The self-styled “toughest nerd in Michigan” was quiet on the auto bailout that may have saved his state’s largest industry. But former Gateway CEO Rick Snyder is now taking on one of the U.S.’s biggest turnaround jobs: governor of Michigan.
By Doron Levin, contributor
One of the nation’s sickest economies will soon be moving to intensive care. Rick Snyder, a political outsider and former computer executive heading the Republican ticket, obliterated his opponent in the race for Michigan’s governor on Tuesday, promising to restructure a state economy long dominated by unions and automotive manufacturers.
Snyder, 52, rode into office on a twenty-point margin of victory that, together with GOP gains in the legislature, appears to have delivered him a broad mandate to reform taxation, cut the deficit, reduce the size of government and streamline regulation. He defeated his opponent, Virg Bernero, the mayor of Lansing, who was endorsed by the United Auto Workers union.
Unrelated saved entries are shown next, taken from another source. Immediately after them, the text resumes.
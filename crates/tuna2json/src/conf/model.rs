//! Model — PipelineConfig and its defaults.

use serde::{Deserialize, Serialize};

/// Worker count used when the platform cannot report its parallelism.
pub const FALLBACK_WORKERS: usize = 16;

#[derive(Debug, Clone, Serialize, Deserialize)]
#[serde(default)]
pub struct PipelineConfig {
    /// Number of transform workers pulling from the work queue.
    pub workers: usize,
    pub work_queue_capacity: usize,
    pub output_queue_capacity: usize,
    /// Accepted requests must have a path starting with this prefix.
    pub path_prefix: String,
    /// Read-only methods that pass the domain filter.
    pub allowed_methods: Vec<String>,
    /// Lines longer than this are dropped by the ingestor.
    pub max_line_bytes: usize,
}

impl Default for PipelineConfig {
    fn default() -> Self {
        Self {
            workers: default_workers(),
            work_queue_capacity: 100,
            output_queue_capacity: 100,
            path_prefix: "/macports/".to_string(),
            allowed_methods: vec!["GET".to_string(), "HEAD".to_string(), "OPTIONS".to_string()],
            max_line_bytes: 1_048_576, // 1MB
        }
    }
}

pub fn default_workers() -> usize {
    std::thread::available_parallelism()
        .map(|n| n.get())
        .unwrap_or(FALLBACK_WORKERS)
}

impl PipelineConfig {
    /// Validate that configuration values are sane
    pub fn validate(&self) -> Result<(), String> {
        if self.workers == 0 {
            return Err("workers must be > 0".to_string());
        }
        if self.work_queue_capacity == 0 {
            return Err("work_queue_capacity must be > 0".to_string());
        }
        if self.output_queue_capacity == 0 {
            return Err("output_queue_capacity must be > 0".to_string());
        }
        if self.path_prefix.is_empty() {
            return Err("path_prefix must not be empty".to_string());
        }
        if self.allowed_methods.is_empty() {
            return Err("allowed_methods must list at least one method".to_string());
        }
        if self.allowed_methods.iter().any(|m| m.trim().is_empty()) {
            return Err("allowed_methods must not contain empty entries".to_string());
        }
        if self.max_line_bytes == 0 {
            return Err("max_line_bytes must be > 0".to_string());
        }
        Ok(())
    }
}
// Domain-driven module structure for tuna2json.

// Core infrastructure
pub mod conf;
pub mod parser;
pub mod filter;

// Pipeline stages and process lifecycle
pub mod pipeline;
pub mod runtime;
The CPA and former chief executive of Gateway, who styled himself as “one tough nerd,” spent about $6 million of his own money to finance his campaign, while forgoing contributions from political action committees. He has promised to try to abolish Michigan’s business tax, which is based on income and revenue, often imposing liabilities on enterprises that are unprofitable.
By substituting a 6 percent tax on income, Snyder has said he could reduce taxes by about $1.5 billion while making the burden “fairer.” Economists estimate that Michigan’s current budget deficit is between $1 billion and $1.6 billion. The state government has shut down twice since 2007 due to partisan wrangling over how to balance revenue and expenditures.
Snyder, hoping to replace lost automotive jobs and revenue, is opposed to tax incentives for attracting new industry to Michigan from elsewhere. “What people must understand is that these incentives aren’t free, they result in everyone else having to pay higher taxes,’’ he said. “We have to make the state favorable for business in a way that will cause them to invest, expand and hire more people. Then others will want to come.”
Michigan under current Gov. Jennifer Granholm has granted the motion picture industry a 40 percent tax incentive for movies filmed in the state, which has cost about $100 million. Snyder has said the incentive will “probably have to be scaled back.” Local investors in sound stages and other businesses tied to moviemaking include several backers close to his campaign.
In September the state’s unemployment rate stood at 13.1 percent, compared with the national rate of 9.6 percent. The bankruptcies of General Motors and Chrysler, scores of automotive suppliers and hundreds of smaller businesses have devastated economic activity, as well as the state’s morale. Snyder, speaking on his bus Friday, said “the state’s culture needs to change.”
“We’ve got to stop being so negative in this state, stop looking in the rear-view mirror and stop being divisive among ourselves,’’ he said. “I’m going to tell people who come to us for money, don’t tell me how much you want, for education, for example. I’m going to ask they what kind of outcomes you want to achieve for Michigan and its people, then we’ll see what we’re paying for.’’
As governor, Snyder could be in the position of telling powerful public employee unions like the Michigan Education Association that the state can’t afford the same level of salaries, pensions and benefits it has been paying. He knows that union opposition to budget-cutting by a state that birthed the United Auto Workers union could get ugly. But he’s not intimidated.
“When I was at Gateway if I asked why we were doing something and was told that’s the way we’ve always done it, I threw that person out of my office,” he said. “I was No. 2 at Gateway for about six years, so I was the vice principal,” the person who sometimes had to deliver bad news: “I don’t yell and scream, but people will find that I get the job done.”
From 1999 to 2009, Michigan’s ranking in per capita personal income dropped to 37 from 17 among the states, largely due to job cuts at automakers and suppliers and lower production of vehicles. Since 2000 Michigan has lost 867,500 jobs or almost a fifth of the total.
“We used to be a wealthy state, now we’re a poor one,” said Joseph Lehman, president of the Mackinac Center for public policy, based in Midland, Michigan. “We can no longer afford the burdens we put on business that we once did.” By bringing public-sector compensation in line with the private sector, Michigan could save $5.7 billion annually, according to an estimate by the Mackinac Center.
Snyder said he sees himself in the mold of other Republican governors, such as Chris Christie of New Jersey, who are taking a hard line on state fiscal issues.
“I think Christie has been a great example for all of us,’’ said Snyder of New Jersey’s GOP governor, who has gained renown by attacking his state’s budget deficit with aggressive tactics such as last week’s decision to halt construction of a $5 billion rail tunnel to Manhattan.
Michigan has few, if any, projects whose cancellation could save a big sum. But the state’s new governor will be engaging in lots of smaller belt-tightening initiatives, many of them with public employees.